Task: All of the data needs to be repeated exactly.

Saved data entries:
========================
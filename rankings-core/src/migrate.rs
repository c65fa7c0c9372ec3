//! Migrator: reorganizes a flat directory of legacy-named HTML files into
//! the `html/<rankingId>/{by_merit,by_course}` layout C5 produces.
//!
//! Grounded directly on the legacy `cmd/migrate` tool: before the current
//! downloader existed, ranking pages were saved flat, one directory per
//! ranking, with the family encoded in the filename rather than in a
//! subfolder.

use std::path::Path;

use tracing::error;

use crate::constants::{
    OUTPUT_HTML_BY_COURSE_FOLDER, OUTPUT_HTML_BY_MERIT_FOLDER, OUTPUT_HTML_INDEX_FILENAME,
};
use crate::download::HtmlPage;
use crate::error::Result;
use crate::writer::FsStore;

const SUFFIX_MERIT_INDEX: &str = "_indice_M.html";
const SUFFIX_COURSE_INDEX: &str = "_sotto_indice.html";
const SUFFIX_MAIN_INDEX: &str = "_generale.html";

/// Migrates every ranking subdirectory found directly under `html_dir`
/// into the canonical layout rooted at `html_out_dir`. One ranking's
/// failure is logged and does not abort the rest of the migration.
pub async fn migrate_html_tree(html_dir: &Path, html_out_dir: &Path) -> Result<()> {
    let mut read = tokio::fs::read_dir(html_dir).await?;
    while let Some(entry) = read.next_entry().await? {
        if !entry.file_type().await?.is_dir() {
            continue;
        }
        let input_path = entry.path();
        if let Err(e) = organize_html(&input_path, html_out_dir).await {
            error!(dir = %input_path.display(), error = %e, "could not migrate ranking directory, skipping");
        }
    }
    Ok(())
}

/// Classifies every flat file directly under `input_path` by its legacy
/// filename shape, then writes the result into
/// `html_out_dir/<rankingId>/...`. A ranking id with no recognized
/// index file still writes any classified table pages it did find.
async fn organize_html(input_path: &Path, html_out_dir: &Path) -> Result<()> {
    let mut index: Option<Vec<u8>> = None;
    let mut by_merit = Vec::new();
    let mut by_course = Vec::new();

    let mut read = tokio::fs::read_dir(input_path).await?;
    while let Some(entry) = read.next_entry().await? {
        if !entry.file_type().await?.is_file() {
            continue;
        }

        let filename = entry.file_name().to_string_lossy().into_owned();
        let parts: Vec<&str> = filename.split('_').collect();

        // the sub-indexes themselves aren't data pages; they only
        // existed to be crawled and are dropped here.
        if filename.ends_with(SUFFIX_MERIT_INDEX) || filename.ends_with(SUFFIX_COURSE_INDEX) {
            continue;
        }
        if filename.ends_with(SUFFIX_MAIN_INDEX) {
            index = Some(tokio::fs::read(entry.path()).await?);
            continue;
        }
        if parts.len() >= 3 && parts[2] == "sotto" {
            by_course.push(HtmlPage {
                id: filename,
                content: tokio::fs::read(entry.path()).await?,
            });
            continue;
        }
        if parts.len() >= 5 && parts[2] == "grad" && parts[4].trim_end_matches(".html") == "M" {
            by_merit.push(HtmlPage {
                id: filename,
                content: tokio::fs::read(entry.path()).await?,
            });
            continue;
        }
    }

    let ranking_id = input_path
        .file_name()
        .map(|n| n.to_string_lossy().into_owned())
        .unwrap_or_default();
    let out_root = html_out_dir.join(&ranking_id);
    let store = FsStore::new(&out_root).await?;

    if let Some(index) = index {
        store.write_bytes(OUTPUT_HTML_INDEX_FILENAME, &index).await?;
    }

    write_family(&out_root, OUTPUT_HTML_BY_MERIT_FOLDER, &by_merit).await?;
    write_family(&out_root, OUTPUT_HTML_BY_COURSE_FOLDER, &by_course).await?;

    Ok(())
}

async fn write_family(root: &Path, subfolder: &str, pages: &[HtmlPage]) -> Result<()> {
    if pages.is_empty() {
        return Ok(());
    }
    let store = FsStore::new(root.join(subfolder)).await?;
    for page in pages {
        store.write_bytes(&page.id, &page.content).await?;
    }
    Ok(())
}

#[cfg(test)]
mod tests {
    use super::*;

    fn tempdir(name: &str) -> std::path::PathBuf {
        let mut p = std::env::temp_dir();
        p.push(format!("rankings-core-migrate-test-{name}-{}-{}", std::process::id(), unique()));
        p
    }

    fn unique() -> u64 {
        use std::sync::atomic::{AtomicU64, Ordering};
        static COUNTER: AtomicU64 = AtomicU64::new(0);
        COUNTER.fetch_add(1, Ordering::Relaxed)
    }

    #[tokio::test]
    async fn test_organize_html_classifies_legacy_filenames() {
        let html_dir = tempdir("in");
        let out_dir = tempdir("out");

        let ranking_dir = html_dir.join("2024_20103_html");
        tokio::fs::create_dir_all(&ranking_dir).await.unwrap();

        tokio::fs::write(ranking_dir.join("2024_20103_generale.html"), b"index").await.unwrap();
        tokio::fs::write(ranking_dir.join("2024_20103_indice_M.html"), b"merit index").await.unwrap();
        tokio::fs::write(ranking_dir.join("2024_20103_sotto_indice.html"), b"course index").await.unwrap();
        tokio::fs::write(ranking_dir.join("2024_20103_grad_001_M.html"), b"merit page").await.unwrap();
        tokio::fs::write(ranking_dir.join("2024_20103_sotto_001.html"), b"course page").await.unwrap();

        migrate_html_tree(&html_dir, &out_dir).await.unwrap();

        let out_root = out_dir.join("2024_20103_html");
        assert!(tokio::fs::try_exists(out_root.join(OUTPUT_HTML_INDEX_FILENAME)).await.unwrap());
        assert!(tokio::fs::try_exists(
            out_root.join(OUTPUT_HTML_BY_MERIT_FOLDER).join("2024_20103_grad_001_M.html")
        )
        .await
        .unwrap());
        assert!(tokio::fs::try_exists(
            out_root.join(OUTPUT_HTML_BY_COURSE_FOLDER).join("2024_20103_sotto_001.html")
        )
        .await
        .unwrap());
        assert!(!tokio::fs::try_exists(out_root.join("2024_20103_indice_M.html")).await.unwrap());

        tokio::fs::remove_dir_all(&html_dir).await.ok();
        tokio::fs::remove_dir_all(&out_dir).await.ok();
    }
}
========================
Response for this exercise:
filename rankings-core/src/migrate.rs
repository c65fa7c0c9372ec3
//! Migrator: reorganizes a flat directory of legacy-named HTML files into
//! the `html/<rankingId>/{by_merit,by_course}` layout C5 produces.
//!
//! Grounded directly on the legacy `cmd/migrate` tool: before the current
//! downloader existed, ranking pages were saved flat, one directory per
//! ranking, with the family encoded in the filename rather than in a
//! subfolder.

use std::path::Path;

use tracing::error;

use crate::constants::{
    OUTPUT_HTML_BY_COURSE_FOLDER, OUTPUT_HTML_BY_MERIT_FOLDER, OUTPUT_HTML_INDEX_FILENAME,
};
use crate::download::HtmlPage;
use crate::error::Result;
use crate::writer::FsStore;

const SUFFIX_MERIT_INDEX: &str = "_indice_M.html";
const SUFFIX_COURSE_INDEX: &str = "_sotto_indice.html";
const SUFFIX_MAIN_INDEX: &str = "_generale.html";

/// Migrates every ranking subdirectory found directly under `html_dir`
/// into the canonical layout rooted at `html_out_dir`. One ranking's
/// failure is logged and does not abort the rest of the migration.
pub async fn migrate_html_tree(html_dir: &Path, html_out_dir: &Path) -> Result<()> {
    let mut read = tokio::fs::read_dir(html_dir).await?;
    while let Some(entry) = read.next_entry().await? {
        if !entry.file_type().await?.is_dir() {
            continue;
        }
        let input_path = entry.path();
        if let Err(e) = organize_html(&input_path, html_out_dir).await {
            error!(dir = %input_path.display(), error = %e, "could not migrate ranking directory, skipping");
        }
    }
    Ok(())
}

/// Classifies every flat file directly under `input_path` by its legacy
/// filename shape, then writes the result into
/// `html_out_dir/<rankingId>/...`. A ranking id with no recognized
/// index file still writes any classified table pages it did find.
async fn organize_html(input_path: &Path, html_out_dir: &Path) -> Result<()> {
    let mut index: Option<Vec<u8>> = None;
    let mut by_merit = Vec::new();
    let mut by_course = Vec::new();

    let mut read = tokio::fs::read_dir(input_path).await?;
    while let Some(entry) = read.next_entry().await? {
        if !entry.file_type().await?.is_file() {
            continue;
        }

        let filename = entry.file_name().to_string_lossy().into_owned();
        let parts: Vec<&str> = filename.split('_').collect();

        // the sub-indexes themselves aren't data pages; they only
        // existed to be crawled and are dropped here.
        if filename.ends_with(SUFFIX_MERIT_INDEX) || filename.ends_with(SUFFIX_COURSE_INDEX) {
            continue;
        }
        if filename.ends_with(SUFFIX_MAIN_INDEX) {
            index = Some(tokio::fs::read(entry.path()).await?);
            continue;
        }
        if parts.len() >= 3 && parts[2] == "sotto" {
            by_course.push(HtmlPage {
                id: filename,
                content: tokio::fs::read(entry.path()).await?,
            });
            continue;
        }
        if parts.len() >= 5 && parts[2] == "grad" && parts[4].trim_end_matches(".html") == "M" {
            by_merit.push(HtmlPage {
                id: filename,
                content: tokio::fs::read(entry.path()).await?,
            });
            continue;
        }
    }

    let ranking_id = input_path
        .file_name()
        .map(|n| n.to_string_lossy().into_owned())
        .unwrap_or_default();
    let out_root = html_out_dir.join(&ranking_id);
    let store = FsStore::new(&out_root).await?;

    if let Some(index) = index {
        store.write_bytes(OUTPUT_HTML_INDEX_FILENAME, &index).await?;
    }

    write_family(&out_root, OUTPUT_HTML_BY_MERIT_FOLDER, &by_merit).await?;
    write_family(&out_root, OUTPUT_HTML_BY_COURSE_FOLDER, &by_course).await?;

    Ok(())
}

async fn write_family(root: &Path, subfolder: &str, pages: &[HtmlPage]) -> Result<()> {
    if pages.is_empty() {
        return Ok(());
    }
    let store = FsStore::new(root.join(subfolder)).await?;
    for page in pages {
        store.write_bytes(&page.id, &page.content).await?;
    }
    Ok(())
}

#[cfg(test)]
mod tests {
    use super::*;

    fn tempdir(name: &str) -> std::path::PathBuf {
        let mut p = std::env::temp_dir();
        p.push(format!("rankings-core-migrate-test-{name}-{}-{}", std::process::id(), unique()));
        p
    }

    fn unique() -> u64 {
        use std::sync::atomic::{AtomicU64, Ordering};
        static COUNTER: AtomicU64 = AtomicU64::new(0);
        COUNTER.fetch_add(1, Ordering::Relaxed)
    }

    #[tokio::test]
    async fn test_organize_html_classifies_legacy_filenames() {
        let html_dir = tempdir("in");
        let out_dir = tempdir("out");

        let ranking_dir = html_dir.join("2024_20103_html");
        tokio::fs::create_dir_all(&ranking_dir).await.unwrap();

        tokio::fs::write(ranking_dir.join("2024_20103_generale.html"), b"index").await.unwrap();
        tokio::fs::write(ranking_dir.join("2024_20103_indice_M.html"), b"merit index").await.unwrap();
        tokio::fs::write(ranking_dir.join("2024_20103_sotto_indice.html"), b"course index").await.unwrap();
        tokio::fs::write(ranking_dir.join("2024_20103_grad_001_M.html"), b"merit page").await.unwrap();
        tokio::fs::write(ranking_dir.join("2024_20103_sotto_001.html"), b"course page").await.unwrap();

        migrate_html_tree(&html_dir, &out_dir).await.unwrap();

        let out_root = out_dir.join("2024_20103_html");
        assert!(tokio::fs::try_exists(out_root.join(OUTPUT_HTML_INDEX_FILENAME)).await.unwrap());
        assert!(tokio::fs::try_exists(
            out_root.join(OUTPUT_HTML_BY_MERIT_FOLDER).join("2024_20103_grad_001_M.html")
        )
        .await
        .unwrap());
        assert!(tokio::fs::try_exists(
            out_root.join(OUTPUT_HTML_BY_COURSE_FOLDER).join("2024_20103_sotto_001.html")
        )
        .await
        .unwrap());
        assert!(!tokio::fs::try_exists(out_root.join("2024_20103_indice_M.html")).await.unwrap());

        tokio::fs::remove_dir_all(&html_dir).await.ok();
        tokio::fs::remove_dir_all(&out_dir).await.ok();
    }
}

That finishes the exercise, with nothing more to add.